───── Supplied records ─────

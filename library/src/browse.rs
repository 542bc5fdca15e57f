//! Systems and games listings

use anyhow::Result;
use clap::Args;
use romhub_core::config::{self, Config};
use romhub_core::library::{resolve_system, scan_system};
use romhub_shared::SystemLaunchConfig;

use crate::output::{format_bytes, lookup_error};

/// Arguments for the games command
#[derive(Args, Debug)]
pub struct GamesArgs {
    /// System name (case-insensitive, unique prefixes accepted)
    pub system: String,
}

/// Execute the systems command
pub fn systems(config: &Config) -> Result<()> {
    if config.systems.is_empty() {
        match config::config_path() {
            Some(path) => println!("No systems configured. Add [[systems]] to {}", path.display()),
            None => println!("No systems configured."),
        }
        return Ok(());
    }

    for system in &config.systems {
        println!("{}", describe_system(system));
        for (i, emulator) in system.emulators.iter().enumerate() {
            let marker = if i == 0 { "*" } else { " " };
            println!(
                "  {} {} ({})",
                marker,
                emulator.name,
                emulator.executable.display()
            );
        }
    }

    Ok(())
}

/// Execute the games command
pub fn games(args: GamesArgs, config: &Config) -> Result<()> {
    let system = resolve_system(&args.system, &config.systems).map_err(lookup_error)?;
    let games = scan_system(system);

    if games.is_empty() {
        println!(
            "No games found for {} in {}",
            system.name,
            system.rom_folder.display()
        );
        return Ok(());
    }

    for game in &games {
        println!("{:<48} {:>10}", game.title, format_bytes(game.size_bytes));
    }
    println!("\n{} game(s)", games.len());

    Ok(())
}

fn describe_system(system: &SystemLaunchConfig) -> String {
    let mut line = format!("{} [{}]", system.name, system.rom_folder.display());
    if system.extract_before_launch {
        line.push_str(&format!(
            " extracts, launches {}",
            system.launch_extensions.join("/")
        ));
    }
    line
}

─────

(Problem description): Match on "String" and copy out every line of the entries that contains it.

(Task solution):
    pub system: String,
fn describe_system(system: &SystemLaunchConfig) -> String {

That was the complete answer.